— Work request —
Please return the records below exactly as they stand.

— Data to process —
/---

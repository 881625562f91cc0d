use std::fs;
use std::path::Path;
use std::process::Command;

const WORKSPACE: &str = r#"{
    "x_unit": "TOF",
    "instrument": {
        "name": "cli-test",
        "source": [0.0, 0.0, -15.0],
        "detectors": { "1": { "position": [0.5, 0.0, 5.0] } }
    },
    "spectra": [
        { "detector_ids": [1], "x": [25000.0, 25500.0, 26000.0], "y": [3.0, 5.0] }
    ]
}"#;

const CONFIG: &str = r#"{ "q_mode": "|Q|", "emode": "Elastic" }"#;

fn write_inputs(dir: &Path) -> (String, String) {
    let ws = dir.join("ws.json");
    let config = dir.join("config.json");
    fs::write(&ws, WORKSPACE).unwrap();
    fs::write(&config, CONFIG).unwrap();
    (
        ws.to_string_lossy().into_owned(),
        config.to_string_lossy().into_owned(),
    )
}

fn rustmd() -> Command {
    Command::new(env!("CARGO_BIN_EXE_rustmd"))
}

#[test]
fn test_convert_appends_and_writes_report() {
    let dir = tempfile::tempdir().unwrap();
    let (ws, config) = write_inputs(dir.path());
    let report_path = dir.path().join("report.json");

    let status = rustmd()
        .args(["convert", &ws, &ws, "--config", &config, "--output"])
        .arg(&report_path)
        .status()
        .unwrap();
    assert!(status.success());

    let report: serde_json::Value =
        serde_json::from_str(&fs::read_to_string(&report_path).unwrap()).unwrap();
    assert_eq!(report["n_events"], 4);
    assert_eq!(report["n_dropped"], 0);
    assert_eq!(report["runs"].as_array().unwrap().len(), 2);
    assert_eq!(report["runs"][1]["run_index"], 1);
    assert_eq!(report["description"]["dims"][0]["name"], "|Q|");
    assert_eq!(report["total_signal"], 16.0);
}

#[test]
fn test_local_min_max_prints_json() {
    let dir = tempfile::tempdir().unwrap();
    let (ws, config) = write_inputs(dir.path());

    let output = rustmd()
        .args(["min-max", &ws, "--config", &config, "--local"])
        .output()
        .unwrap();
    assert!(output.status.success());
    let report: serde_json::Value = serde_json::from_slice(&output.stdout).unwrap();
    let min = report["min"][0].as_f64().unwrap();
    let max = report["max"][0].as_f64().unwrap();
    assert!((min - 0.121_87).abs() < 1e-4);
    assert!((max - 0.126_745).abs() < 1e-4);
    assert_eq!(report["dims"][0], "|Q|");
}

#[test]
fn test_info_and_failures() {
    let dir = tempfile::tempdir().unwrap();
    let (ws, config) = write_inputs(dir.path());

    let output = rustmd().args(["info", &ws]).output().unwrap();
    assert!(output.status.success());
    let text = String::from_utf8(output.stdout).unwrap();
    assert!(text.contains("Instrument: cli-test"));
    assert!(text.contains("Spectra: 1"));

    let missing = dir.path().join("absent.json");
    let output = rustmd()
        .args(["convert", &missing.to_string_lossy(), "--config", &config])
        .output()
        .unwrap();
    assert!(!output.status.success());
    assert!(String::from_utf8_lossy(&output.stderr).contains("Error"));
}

\---

— Solution to the exercise —
repository 881625562f91cc0d
use std::fs;
use std::path::Path;
use std::process::Command;

const WORKSPACE: &str = r#"{
    "x_unit": "TOF",
    "instrument": {
        "name": "cli-test",
        "source": [0.0, 0.0, -15.0],
        "detectors": { "1": { "position": [0.5, 0.0, 5.0] } }
    },
    "spectra": [
        { "detector_ids": [1], "x": [25000.0, 25500.0, 26000.0], "y": [3.0, 5.0] }
    ]
}"#;

const CONFIG: &str = r#"{ "q_mode": "|Q|", "emode": "Elastic" }"#;

fn write_inputs(dir: &Path) -> (String, String) {
    let ws = dir.join("ws.json");
    let config = dir.join("config.json");
    fs::write(&ws, WORKSPACE).unwrap();
    fs::write(&config, CONFIG).unwrap();
    (
        ws.to_string_lossy().into_owned(),
        config.to_string_lossy().into_owned(),
    )
}

fn rustmd() -> Command {
    Command::new(env!("CARGO_BIN_EXE_rustmd"))
}

#[test]
fn test_convert_appends_and_writes_report() {
    let dir = tempfile::tempdir().unwrap();
    let (ws, config) = write_inputs(dir.path());
    let report_path = dir.path().join("report.json");

    let status = rustmd()
        .args(["convert", &ws, &ws, "--config", &config, "--output"])
        .arg(&report_path)
        .status()
        .unwrap();
    assert!(status.success());

    let report: serde_json::Value =
        serde_json::from_str(&fs::read_to_string(&report_path).unwrap()).unwrap();
    assert_eq!(report["n_events"], 4);
    assert_eq!(report["n_dropped"], 0);
    assert_eq!(report["runs"].as_array().unwrap().len(), 2);
    assert_eq!(report["runs"][1]["run_index"], 1);
    assert_eq!(report["description"]["dims"][0]["name"], "|Q|");
    assert_eq!(report["total_signal"], 16.0);
}

#[test]
fn test_local_min_max_prints_json() {
    let dir = tempfile::tempdir().unwrap();
    let (ws, config) = write_inputs(dir.path());

    let output = rustmd()
        .args(["min-max", &ws, "--config", &config, "--local"])
        .output()
        .unwrap();
    assert!(output.status.success());
    let report: serde_json::Value = serde_json::from_slice(&output.stdout).unwrap();
    let min = report["min"][0].as_f64().unwrap();
    let max = report["max"][0].as_f64().unwrap();
    assert!((min - 0.121_87).abs() < 1e-4);
    assert!((max - 0.126_745).abs() < 1e-4);
    assert_eq!(report["dims"][0], "|Q|");
}

#[test]
fn test_info_and_failures() {
    let dir = tempfile::tempdir().unwrap();
    let (ws, config) = write_inputs(dir.path());

    let output = rustmd().args(["info", &ws]).output().unwrap();
    assert!(output.status.success());
    let text = String::from_utf8(output.stdout).unwrap();
    assert!(text.contains("Instrument: cli-test"));
    assert!(text.contains("Spectra: 1"));

    let missing = dir.path().join("absent.json");
    let output = rustmd()
        .args(["convert", &missing.to_string_lossy(), "--config", &config])
        .output()
        .unwrap();
    assert!(!output.status.success());
    assert!(String::from_utf8_lossy(&output.stderr).contains("Error"));
}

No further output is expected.